During the discussion, Guterres noted that the prevention and management of conflicts remains crucial for the reduction of refugee flows, and that migration must be a conscious decision for people, rather than one driven by the need to escape war zones or economic want.

He also spoke of the need to promote development aid in countries, which are net sources of economic migrants, as international inequality has led to people leaving their countries out of a need to avoid poverty, rather than economic opportunity. One extreme example of this was the Syrian refugees, who were unable to stay in Turkish, Lebanese and Jordanian refugee camps, and left because they were unable to find employment or education opportunities.

Guterres mentioned the lack of refugee distribution in Europe as one issue when it came to last year’s migrant crisis, as Germany was forced to bear the majority of the burden, while other countries refused to accept refugees and toughened rules for foreigners seeking asylum. Guterres also called for a global plan for resettling refugees from wartorn countries into peaceful ones.

On the issue of migration as a security threat, Guterres noted that he faced the problem while being a head of the UNHCR, as an Islamist terrorist organization from Uzbekistan was able to infiltrate a refugee resettlement effort. While that terrorist cell was exposed, there will always be security vulnerabilities in migration, as well as people who fall through the cracks, Guterres noted, although organized security checks help reduce the threat.

Infographics: Report of the UN Refugee Agency

Guterres also brought attention to the issue of homegrown terrorism, which he said is a considerably greater threat than infilitration.
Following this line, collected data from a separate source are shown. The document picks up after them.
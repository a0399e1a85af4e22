use std::time::Instant;

use anyhow::{Context, Result};
use ouroboros::self_referencing;
use winit::application::ApplicationHandler;
use winit::dpi::LogicalSize;
use winit::event::WindowEvent;
use winit::event_loop::{ActiveEventLoop, ControlFlow, EventLoop};
use winit::window::{Window, WindowId};

use crate::core::{App as CoreApp, AppControl, FrameCtx, StartCtx, WindowCtx};
use crate::device::{Gpu, GpuInit};
use crate::input::platform::translate_window_event;
use crate::input::{InputEvent, InputState};
use crate::time::FramePacer;

/// Window and loop configuration.
#[derive(Debug, Clone)]
pub struct RuntimeConfig {
    pub title: String,
    pub initial_size: LogicalSize<f64>,
    /// Redraw rate; frames are scheduled with `ControlFlow::WaitUntil`.
    pub frames_per_second: u32,
}

impl Default for RuntimeConfig {
    fn default() -> Self {
        Self {
            title: "tessel".to_string(),
            initial_size: LogicalSize::new(800.0, 600.0),
            frames_per_second: 30,
        }
    }
}

/// Entry point for the runtime: one window, one app, fixed frame rate.
pub struct Runtime;

impl Runtime {
    /// Runs `app` until it exits or its window closes.
    ///
    /// Returns the error from a failed window/GPU bring-up or from
    /// [`CoreApp::on_start`].
    pub fn run<A>(config: RuntimeConfig, gpu_init: GpuInit, app: A) -> Result<()>
    where
        A: CoreApp + 'static,
    {
        let event_loop = EventLoop::new().context("failed to create winit EventLoop")?;
        let mut state = AppState::new(config, gpu_init, app);

        event_loop
            .run_app(&mut state)
            .context("winit event loop terminated with error")?;

        match state.failure {
            Some(err) => Err(err),
            None => Ok(()),
        }
    }
}

#[self_referencing]
struct WindowEntry {
    input_state: InputState,

    window: Window,

    #[borrows(window)]
    #[covariant]
    gpu: Gpu<'this>,
}

struct AppState<A> {
    config: RuntimeConfig,
    gpu_init: GpuInit,
    app: A,

    entry: Option<WindowEntry>,
    pacer: FramePacer,
    failure: Option<anyhow::Error>,
    exit_requested: bool,
}

impl<A> AppState<A>
where
    A: CoreApp + 'static,
{
    fn new(config: RuntimeConfig, gpu_init: GpuInit, app: A) -> Self {
        let pacer = FramePacer::new(config.frames_per_second);
        Self {
            config,
            gpu_init,
            app,
            entry: None,
            pacer,
            failure: None,
            exit_requested: false,
        }
    }

    fn request_exit(&mut self, event_loop: &ActiveEventLoop) {
        self.exit_requested = true;
        event_loop.exit();
    }

    fn fail(&mut self, event_loop: &ActiveEventLoop, err: anyhow::Error) {
        log::error!("{err:#}");
        self.failure = Some(err);
        self.request_exit(event_loop);
    }

    fn create_entry(&self, event_loop: &ActiveEventLoop) -> Result<WindowEntry> {
        let attrs = Window::default_attributes()
            .with_title(self.config.title.clone())
            .with_inner_size(self.config.initial_size);

        let window = event_loop
            .create_window(attrs)
            .context("failed to create window")?;

        let gpu_init = self.gpu_init.clone();
        WindowEntryTryBuilder {
            input_state: InputState::default(),
            window,
            gpu_builder: |w| {
                pollster::block_on(Gpu::new(w, gpu_init)).context("GPU initialization failed")
            },
        }
        .try_build()
    }

    fn start(&mut self) -> Result<()> {
        let (app, entry) = (&mut self.app, &self.entry);
        let Some(entry) = entry else { return Ok(()) };

        entry.with(|fields| {
            let mut ctx = StartCtx {
                window: WindowCtx { window: fields.window },
                gpu: fields.gpu,
            };
            app.on_start(&mut ctx)
        })
    }

    fn drive_frame(&mut self) -> AppControl {
        let (app, entry) = (&mut self.app, &mut self.entry);
        let Some(entry) = entry else { return AppControl::Continue };

        entry.with_mut(|fields| {
            let mut ctx = FrameCtx {
                window: WindowCtx { window: fields.window },
                gpu: fields.gpu,
            };
            app.on_frame(&mut ctx)
        })
    }
}

impl<A> ApplicationHandler for AppState<A>
where
    A: CoreApp + 'static,
{
    fn resumed(&mut self, event_loop: &ActiveEventLoop) {
        if self.entry.is_some() || self.exit_requested {
            return;
        }

        match self.create_entry(event_loop) {
            Ok(entry) => self.entry = Some(entry),
            Err(err) => return self.fail(event_loop, err),
        }

        if let Err(err) = self.start().context("application failed to start") {
            return self.fail(event_loop, err);
        }

        log::info!(
            "runtime started at {} fps",
            self.config.frames_per_second.max(1)
        );
    }

    fn about_to_wait(&mut self, event_loop: &ActiveEventLoop) {
        if self.exit_requested {
            event_loop.exit();
            return;
        }

        let now = Instant::now();
        if self.pacer.poll(now) {
            if let Some(entry) = &self.entry {
                entry.with_window(|w| w.request_redraw());
            }
        }
        event_loop.set_control_flow(ControlFlow::WaitUntil(self.pacer.deadline(now)));
    }

    fn window_event(&mut self, event_loop: &ActiveEventLoop, _window_id: WindowId, event: WindowEvent) {
        if self.exit_requested {
            return;
        }
        let Some(entry) = self.entry.as_mut() else { return };

        let input: Option<InputEvent> = entry.with_mut(|fields| {
            let ev = translate_window_event(fields.window, fields.input_state, &event)?;
            fields.input_state.apply_event(&ev);
            Some(ev)
        });

        if let Some(ev) = input {
            if self.app.on_input(&ev) == AppControl::Exit {
                return self.request_exit(event_loop);
            }
        }

        match &event {
            WindowEvent::CloseRequested => self.request_exit(event_loop),

            WindowEvent::Resized(new_size) => {
                if let Some(entry) = self.entry.as_mut() {
                    entry.with_gpu_mut(|gpu| gpu.resize(*new_size));
                }
            }

            WindowEvent::ScaleFactorChanged { .. } => {
                if let Some(entry) = self.entry.as_mut() {
                    let size = entry.with_window(|w| w.inner_size());
                    entry.with_gpu_mut(|gpu| gpu.resize(size));
                }
            }

            WindowEvent::RedrawRequested => {
                if self.drive_frame() == AppControl::Exit {
                    self.request_exit(event_loop);
                }
            }

            _ => {}
        }
    }

    fn exiting(&mut self, _event_loop: &ActiveEventLoop) {
        if self.entry.is_some() && self.failure.is_none() {
            self.app.on_exit();
        }
        // GPU and window go after the app has released its resources.
        self.entry = None;
        log::info!("runtime stopped");
    }
}
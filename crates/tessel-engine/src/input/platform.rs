use winit::dpi::PhysicalPosition;
use winit::event::{ElementState, MouseButton as WinitMouseButton, WindowEvent};
use winit::keyboard::{KeyCode, ModifiersState, PhysicalKey};
use winit::window::Window;

use super::{
    InputEvent, InputState, Key, KeyState, Modifiers, MouseButton, MouseButtonState,
    PointerButtonEvent, PointerMoveEvent,
};

/// Translates a winit `WindowEvent` into an engine `InputEvent`.
///
/// Returns `None` for events the input subsystem does not represent.
pub(crate) fn translate_window_event(
    window: &Window,
    state: &InputState,
    event: &WindowEvent,
) -> Option<InputEvent> {
    match event {
        WindowEvent::ModifiersChanged(m) => Some(InputEvent::ModifiersChanged(map_modifiers(m.state()))),

        WindowEvent::Focused(f) => Some(InputEvent::Focused(*f)),

        WindowEvent::CursorLeft { .. } => Some(InputEvent::PointerLeft),

        WindowEvent::CursorMoved { position, .. } => {
            let (x, y) = to_logical(window, *position);
            Some(InputEvent::PointerMoved(PointerMoveEvent { x, y }))
        }

        WindowEvent::MouseInput { state: st, button, .. } => {
            let st = match st {
                ElementState::Pressed => MouseButtonState::Pressed,
                ElementState::Released => MouseButtonState::Released,
            };
            // winit reports no position with button events; use the tracked one.
            let (x, y) = state.pointer_pos.unwrap_or((0.0, 0.0));
            Some(InputEvent::PointerButton(PointerButtonEvent {
                button: map_mouse_button(*button),
                state: st,
                x,
                y,
                modifiers: state.modifiers,
            }))
        }

        WindowEvent::KeyboardInput { event, .. } => {
            let st = match event.state {
                ElementState::Pressed => KeyState::Pressed,
                ElementState::Released => KeyState::Released,
            };
            Some(InputEvent::Key {
                key: map_key(event.physical_key),
                state: st,
                modifiers: state.modifiers,
                repeat: event.repeat,
            })
        }

        WindowEvent::Resized(size) => {
            let logical = size.to_logical::<f64>(window.scale_factor());
            Some(InputEvent::Resized {
                width: logical.width as f32,
                height: logical.height as f32,
            })
        }

        _ => None,
    }
}

fn to_logical(window: &Window, pos: PhysicalPosition<f64>) -> (f32, f32) {
    let logical = pos.to_logical::<f64>(window.scale_factor());
    (logical.x as f32, logical.y as f32)
}

fn map_modifiers(m: ModifiersState) -> Modifiers {
    Modifiers {
        shift: m.shift_key(),
        ctrl: m.control_key(),
        alt: m.alt_key(),
        meta: m.super_key(),
    }
}

fn map_mouse_button(b: WinitMouseButton) -> MouseButton {
    match b {
        WinitMouseButton::Left => MouseButton::Left,
        WinitMouseButton::Right => MouseButton::Right,
        WinitMouseButton::Middle => MouseButton::Middle,
        WinitMouseButton::Back => MouseButton::Other(3),
        WinitMouseButton::Forward => MouseButton::Other(4),
        WinitMouseButton::Other(v) => MouseButton::Other(v),
    }
}

const DIGITS: [(KeyCode, KeyCode); 10] = [
    (KeyCode::Digit0, KeyCode::Numpad0),
    (KeyCode::Digit1, KeyCode::Numpad1),
    (KeyCode::Digit2, KeyCode::Numpad2),
    (KeyCode::Digit3, KeyCode::Numpad3),
    (KeyCode::Digit4, KeyCode::Numpad4),
    (KeyCode::Digit5, KeyCode::Numpad5),
    (KeyCode::Digit6, KeyCode::Numpad6),
    (KeyCode::Digit7, KeyCode::Numpad7),
    (KeyCode::Digit8, KeyCode::Numpad8),
    (KeyCode::Digit9, KeyCode::Numpad9),
];

fn map_key(pk: PhysicalKey) -> Key {
    let PhysicalKey::Code(code) = pk else {
        return Key::Unknown(0);
    };

    if code == KeyCode::Escape {
        return Key::Escape;
    }
    if let Some(d) = DIGITS.iter().position(|(row, pad)| *row == code || *pad == code) {
        return Key::Digit(d as u8);
    }
    Key::Unknown(code as u32)
}

#[cfg(test)]
mod tests {
    use super::*;

    #[test]
    fn maps_digit_rows_and_numpad() {
        assert_eq!(map_key(PhysicalKey::Code(KeyCode::Digit7)), Key::Digit(7));
        assert_eq!(map_key(PhysicalKey::Code(KeyCode::Numpad2)), Key::Digit(2));
    }

    #[test]
    fn maps_escape_and_leaves_the_rest_unknown() {
        assert_eq!(map_key(PhysicalKey::Code(KeyCode::Escape)), Key::Escape);
        assert!(matches!(map_key(PhysicalKey::Code(KeyCode::KeyC)), Key::Unknown(_)));
        assert!(matches!(map_key(PhysicalKey::Code(KeyCode::F5)), Key::Unknown(_)));
    }
}
use std::time::{Duration, Instant};

/// Fixed-rate frame scheduler.
///
/// Deadlines advance in whole intervals from the previous one, so short
/// wake-up jitter does not accumulate. When the loop falls more than one
/// interval behind, the schedule restarts from `now` instead of bursting.
#[derive(Debug, Clone)]
pub struct FramePacer {
    interval: Duration,
    next: Option<Instant>,
}

impl FramePacer {
    /// `fps` is clamped to at least 1.
    pub fn new(fps: u32) -> Self {
        Self {
            interval: Duration::from_secs(1) / fps.max(1),
            next: None,
        }
    }

    pub fn interval(&self) -> Duration {
        self.interval
    }

    /// Returns `true` when a frame is due at `now` and schedules the next one.
    pub fn poll(&mut self, now: Instant) -> bool {
        match self.next {
            Some(next) if now < next => false,
            Some(next) => {
                let following = next + self.interval;
                self.next = Some(if following <= now { now + self.interval } else { following });
                true
            }
            None => {
                self.next = Some(now + self.interval);
                true
            }
        }
    }

    /// Instant the event loop should sleep until.
    pub fn deadline(&self, now: Instant) -> Instant {
        self.next.unwrap_or(now)
    }
}
//! Value geometry: points, segments, segment intersection and regular
//! polygon generation. No GPU types in here.

pub mod ngon;
mod point;
mod segment;

pub use point::Point2;
pub use segment::{Segment2, SegmentIntersection, PARALLEL_EPSILON};
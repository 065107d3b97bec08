//! Files service for Google Drive API.
//!
//! Covers the `files` resource calls the storage connector needs: metadata
//! reads, listing, folder creation, metadata updates (rename, trash, move),
//! permanent deletion, copying, and content retrieval through `alt=media`
//! or `export`.

use crate::client::{path_segment, RequestExecutor};
use crate::errors::{GoogleDriveError, GoogleDriveResult, RequestError};
use crate::pagination::{Page, PageIterator, PartialCollection};
use crate::transport::{HttpMethod, RequestBody};
use crate::types::*;
use bytes::Bytes;
use std::sync::Arc;
use tracing::debug;
use url::Url;

/// Service for file operations.
pub struct FilesService {
    executor: Arc<RequestExecutor>,
}

impl FilesService {
    /// Creates a new files service.
    pub(crate) fn new(executor: Arc<RequestExecutor>) -> Self {
        Self { executor }
    }

    /// Gets file metadata.
    pub async fn get(&self, file_id: &str) -> GoogleDriveResult<DriveFile> {
        require_id(file_id)?;
        self.executor
            .execute_request(
                HttpMethod::Get,
                &file_path(file_id),
                &[("fields", FILE_FIELDS.to_string())],
                RequestBody::Empty,
            )
            .await
    }

    /// Resolves the id of the user's root folder.
    pub async fn root_id(&self) -> GoogleDriveResult<String> {
        let root: DriveFile = self
            .executor
            .execute_request(
                HttpMethod::Get,
                "files/root",
                &[("fields", "id".to_string())],
                RequestBody::Empty,
            )
            .await?;
        if root.id.is_empty() {
            return Err(GoogleDriveError::deserialization("root folder has no id"));
        }
        Ok(root.id)
    }

    /// Lists one page of files.
    pub async fn list(&self, params: &ListFilesParams) -> GoogleDriveResult<FileList> {
        debug!(q = ?params.q, page_token = ?params.page_token, "Listing files");
        self.executor
            .execute_request(
                HttpMethod::Get,
                "files",
                &params.to_query(),
                RequestBody::Empty,
            )
            .await
    }

    /// Lists every page of files, keeping the pages fetched before a failure.
    pub async fn list_all_lenient(
        &self,
        params: ListFilesParams,
    ) -> PartialCollection<DriveFile> {
        let mut pages = PageIterator::new(|page_token: Option<String>| {
            let params = ListFilesParams {
                page_token,
                ..params.clone()
            };
            async move {
                let list = self.list(&params).await?;
                Ok::<_, GoogleDriveError>(Page::new(list.files, list.next_page_token))
            }
        });
        pages.collect_until_error().await
    }

    /// Creates a folder.
    pub async fn create_folder(&self, request: &CreateFolderRequest) -> GoogleDriveResult<DriveFile> {
        if request.name.is_empty() {
            return Err(GoogleDriveError::missing_parameter("name is required"));
        }
        self.executor
            .execute_request(
                HttpMethod::Post,
                "files",
                &[("fields", FILE_FIELDS.to_string())],
                json_body(request)?,
            )
            .await
    }

    /// Updates file metadata.
    pub async fn update(
        &self,
        file_id: &str,
        request: &UpdateFileRequest,
    ) -> GoogleDriveResult<DriveFile> {
        require_id(file_id)?;
        self.executor
            .execute_request(
                HttpMethod::Patch,
                &file_path(file_id),
                &[("fields", FILE_FIELDS.to_string())],
                json_body(request)?,
            )
            .await
    }

    /// Renames a file.
    pub async fn rename(&self, file_id: &str, name: &str) -> GoogleDriveResult<DriveFile> {
        if name.is_empty() {
            return Err(GoogleDriveError::missing_parameter("name is required"));
        }
        self.update(
            file_id,
            &UpdateFileRequest {
                name: Some(name.to_string()),
                ..Default::default()
            },
        )
        .await
    }

    /// Moves a file to the trash.
    pub async fn trash(&self, file_id: &str) -> GoogleDriveResult<DriveFile> {
        self.update(
            file_id,
            &UpdateFileRequest {
                trashed: Some(true),
                ..Default::default()
            },
        )
        .await
    }

    /// Changes a file's parents in one PATCH.
    pub async fn move_file(
        &self,
        file_id: &str,
        add_parents: &[&str],
        remove_parents: &[&str],
    ) -> GoogleDriveResult<DriveFile> {
        require_id(file_id)?;

        let mut query = vec![("fields", FILE_FIELDS.to_string())];
        if !add_parents.is_empty() {
            query.push(("addParents", add_parents.join(",")));
        }
        if !remove_parents.is_empty() {
            query.push(("removeParents", remove_parents.join(",")));
        }

        self.executor
            .execute_request(
                HttpMethod::Patch,
                &file_path(file_id),
                &query,
                json_body(&UpdateFileRequest::default())?,
            )
            .await
    }

    /// Permanently deletes a file, skipping the trash.
    pub async fn delete(&self, file_id: &str) -> GoogleDriveResult<()> {
        require_id(file_id)?;
        // Drive answers 204 with an empty body.
        self.executor
            .execute_request_raw(
                HttpMethod::Delete,
                &file_path(file_id),
                &[],
                RequestBody::Empty,
            )
            .await?;
        Ok(())
    }

    /// Copies a file.
    pub async fn copy(
        &self,
        file_id: &str,
        request: &CopyFileRequest,
    ) -> GoogleDriveResult<DriveFile> {
        require_id(file_id)?;
        self.executor
            .execute_request(
                HttpMethod::Post,
                &format!("{}/copy", file_path(file_id)),
                &[("fields", FILE_FIELDS.to_string())],
                json_body(request)?,
            )
            .await
    }

    /// Downloads file content.
    pub async fn download(&self, file_id: &str) -> GoogleDriveResult<Bytes> {
        require_id(file_id)?;
        let response = self
            .executor
            .execute_request_raw(
                HttpMethod::Get,
                &file_path(file_id),
                &[("alt", "media".to_string())],
                RequestBody::Empty,
            )
            .await?;
        Ok(response.body)
    }

    /// Exports a native Google document to `mime_type`.
    pub async fn export(&self, file_id: &str, mime_type: &str) -> GoogleDriveResult<Bytes> {
        require_id(file_id)?;
        if mime_type.is_empty() {
            return Err(GoogleDriveError::missing_parameter("mime_type is required"));
        }
        let response = self
            .executor
            .execute_request_raw(
                HttpMethod::Get,
                &format!("{}/export", file_path(file_id)),
                &[("mimeType", mime_type.to_string())],
                RequestBody::Empty,
            )
            .await?;
        Ok(response.body)
    }

    /// Fetches a thumbnail through an authenticated GET of its link.
    pub async fn thumbnail(&self, link: &str) -> GoogleDriveResult<(Bytes, Option<String>)> {
        let url = Url::parse(link).map_err(|e| {
            GoogleDriveError::Request(RequestError::InvalidParameter(format!(
                "Invalid thumbnail link: {}",
                e
            )))
        })?;
        let response = self.executor.execute_absolute_raw(url).await?;
        let content_type = response.content_type().map(str::to_string);
        Ok((response.body, content_type))
    }
}

fn file_path(file_id: &str) -> String {
    format!("files/{}", path_segment(file_id))
}

fn require_id(file_id: &str) -> GoogleDriveResult<()> {
    if file_id.is_empty() {
        return Err(GoogleDriveError::missing_parameter("file_id is required"));
    }
    Ok(())
}

pub(crate) fn json_body<T: serde::Serialize>(value: &T) -> GoogleDriveResult<RequestBody> {
    RequestBody::json(value).map_err(|e| {
        GoogleDriveError::Request(RequestError::ValidationError(format!(
            "Failed to serialize request: {}",
            e
        )))
    })
}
According to Guterres, homegrown terrorism in Western countries is the legacy of previous waves of migrants not being integrated into their new society and feeling abandoned, which made them ripe targets for terrorist recruiting and propaganda.

Answering a question on migration being used as a business, Guterres noted that while there is little real benefit for companies building refugee camps, the issue of smuggling is much more dangerous, as it puts many people in danger, while also raising funds for the criminal economy. He noted that while migrants may pay as much as $5000 for an illegal boat ride over a $100 plane ticket that requires a legal status, they also face such problems as personal safety, while money raised by smugglers has been known to be used to finance terrorist organizations, for example, in Africa.

Andrey Bystritskiy concluded the discussion by bringing up the issue of statelessness, which migrants often fall into, as they are forced to cross borders illegally and lose their documents, and with that, a loss of their identity as individuals. Guterres noted that statelessness is a major issue. This is why regulated migration with documents affirming an individual’s birth and nationality is essential, and preferable to the alternative nations hosting stateless people, who hide from the law and lack an identity.